"""

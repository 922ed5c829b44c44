//! XStoreBackup reconciler
//!
//! Maps every backup phase to the ordered steps run while in it:
//!
//! | Phase           | Steps                                                        |
//! |-----------------|--------------------------------------------------------------|
//! | New             | validate, start info, context config map, full backup job    |
//! | FullBackuping   | wait full backup job                                         |
//! | Collecting      | wait binlog offset, collect binlog job, wait for it          |
//! | BinlogBackuping | wait seek checkpoint, binlog backup job, wait, last event ts |
//! | BinlogWaiting   | wait cluster backup, save secrets                            |
//! | Finished        | remove the three jobs, enforce retention                     |
//!
//! Every non-terminal phase ends with a transition to the next one.

use std::sync::Arc;

use tracing::{info, warn};

use crate::adapters::ControlPlane;
use crate::config::OperatorConfig;
use crate::control::{BackupContext, Executor, Step, Task, Verdict};
use crate::crd::{JobKind, XStoreBackup, XStoreBackupPhase};
use crate::error::{Error, Result};
use crate::reconcilers::steps::*;

const STORAGE_PROVIDERS: [&str; 4] = ["pvc", "s3", "oss", "sftp"];

/// Validate the XStoreBackup spec
pub fn validate(backup: &XStoreBackup) -> Result<()> {
    if backup.spec.xstore_name.trim().is_empty() {
        return Err(Error::validation("xstoreName must be specified"));
    }

    if backup.spec.cluster_backup_name.trim().is_empty() {
        return Err(Error::validation("clusterBackupName must be specified"));
    }

    let provider = backup.spec.storage.provider.as_str();
    if !STORAGE_PROVIDERS.contains(&provider) {
        return Err(Error::validation(format!(
            "Invalid storage provider '{}': must be one of: {}",
            provider,
            STORAGE_PROVIDERS.join(", ")
        )));
    }

    if backup.spec.storage.sink.trim().is_empty() {
        return Err(Error::validation("storage sink must be specified"));
    }

    if let Some(retention) = &backup.spec.retention {
        if retention.max_count == Some(0) {
            return Err(Error::validation("retention maxCount must be at least 1"));
        }
        if retention.max_age_days == Some(0) {
            return Err(Error::validation("retention maxAgeDays must be at least 1"));
        }
    }

    Ok(())
}

static NEW_STEPS: &[&dyn Step] = &[
    &ValidateSpec,
    &UpdateBackupStartInfo,
    &CreateBackupConfigMap,
    &StartJob(JobKind::FullBackup),
    &TransitionTo(XStoreBackupPhase::FullBackuping),
];

static FULL_BACKUPING_STEPS: &[&dyn Step] = &[
    &WaitJobFinished(JobKind::FullBackup),
    &TransitionTo(XStoreBackupPhase::Collecting),
];

static COLLECTING_STEPS: &[&dyn Step] = &[
    &WaitBinlogOffsetCollected,
    &StartJob(JobKind::CollectBinlog),
    &WaitJobFinished(JobKind::CollectBinlog),
    &TransitionTo(XStoreBackupPhase::BinlogBackuping),
];

static BINLOG_BACKUPING_STEPS: &[&dyn Step] = &[
    &WaitSeekCheckpointJobFinished,
    &StartJob(JobKind::BinlogBackup),
    &WaitJobFinished(JobKind::BinlogBackup),
    &ExtractLastEventTimestamp,
    &TransitionTo(XStoreBackupPhase::BinlogWaiting),
];

static BINLOG_WAITING_STEPS: &[&dyn Step] = &[
    &WaitClusterBackupFinished,
    &SaveXStoreSecrets,
    &TransitionTo(XStoreBackupPhase::Finished),
];

static FINISHED_STEPS: &[&dyn Step] = &[
    &RemoveJob(JobKind::FullBackup),
    &RemoveJob(JobKind::CollectBinlog),
    &RemoveJob(JobKind::BinlogBackup),
    &RemoveBackupsOverRetention,
];

static CLEANUP_STEPS: &[&dyn Step] = &[
    &RemoveJob(JobKind::FullBackup),
    &RemoveJob(JobKind::CollectBinlog),
    &RemoveJob(JobKind::BinlogBackup),
];

static PERSIST_STATUS: PersistStatusChanges = PersistStatusChanges;

/// Steps run while in `phase`; `None` for an unrecognized phase
pub fn steps_for(phase: XStoreBackupPhase) -> Option<&'static [&'static dyn Step]> {
    match phase {
        XStoreBackupPhase::New => Some(NEW_STEPS),
        XStoreBackupPhase::FullBackuping => Some(FULL_BACKUPING_STEPS),
        XStoreBackupPhase::Collecting => Some(COLLECTING_STEPS),
        XStoreBackupPhase::BinlogBackuping => Some(BINLOG_BACKUPING_STEPS),
        XStoreBackupPhase::BinlogWaiting => Some(BINLOG_WAITING_STEPS),
        XStoreBackupPhase::Finished => Some(FINISHED_STEPS),
        XStoreBackupPhase::Unknown => None,
    }
}

/// The phase following `phase` in the lifecycle; `None` for Finished
pub fn next_phase(phase: XStoreBackupPhase) -> Option<XStoreBackupPhase> {
    match phase {
        XStoreBackupPhase::New => Some(XStoreBackupPhase::FullBackuping),
        XStoreBackupPhase::FullBackuping => Some(XStoreBackupPhase::Collecting),
        XStoreBackupPhase::Collecting => Some(XStoreBackupPhase::BinlogBackuping),
        XStoreBackupPhase::BinlogBackuping => Some(XStoreBackupPhase::BinlogWaiting),
        XStoreBackupPhase::BinlogWaiting => Some(XStoreBackupPhase::Finished),
        XStoreBackupPhase::Finished | XStoreBackupPhase::Unknown => None,
    }
}

/// Build the task for one pass over a backup in `phase`
pub fn build_task(phase: XStoreBackupPhase) -> Task<'static> {
    let mut task = Task::new();
    task.defer(&PERSIST_STATUS);

    match steps_for(phase) {
        Some(steps) => {
            task.add_steps(steps);
        }
        None => warn!(phase = %phase, "Unrecognized phase"),
    }
    task
}

/// Build the task run when a backup is being deleted
pub fn cleanup_task() -> Task<'static> {
    let mut task = Task::new();
    task.add_steps(CLEANUP_STEPS).defer(&PERSIST_STATUS);
    task
}

/// Run one pass over `backup`
pub async fn reconcile(
    backup: Arc<XStoreBackup>,
    control_plane: Arc<dyn ControlPlane>,
    config: Arc<OperatorConfig>,
) -> Verdict {
    let executor = Executor::new(config.default_pause());
    let mut ctx = BackupContext::new(backup, control_plane, config);
    let phase = ctx.phase();
    let had_jobs = !ctx.committed_status().job_refs.is_empty();

    let task = build_task(phase);
    let verdict = executor.run(&task, &mut ctx).await;

    let cleared = had_jobs && ctx.committed_status().job_refs.is_empty();
    if phase == XStoreBackupPhase::Finished && cleared {
        info!(name = %ctx.name(), "Finished backup, jobs removed");
    }
    verdict
}

/// Remove the jobs of a backup that is being deleted
pub async fn cleanup(
    backup: Arc<XStoreBackup>,
    control_plane: Arc<dyn ControlPlane>,
    config: Arc<OperatorConfig>,
) -> Verdict {
    let executor = Executor::new(config.default_pause());
    let mut ctx = BackupContext::new(backup, control_plane, config);
    executor.run(&cleanup_task(), &mut ctx).await
}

"""

**Exercise description:**
Counting only lines that contain the string "WaitJobFinished", say how many appear in the listing above, with the number as the entire reply.

**Solution for this exercise:**
3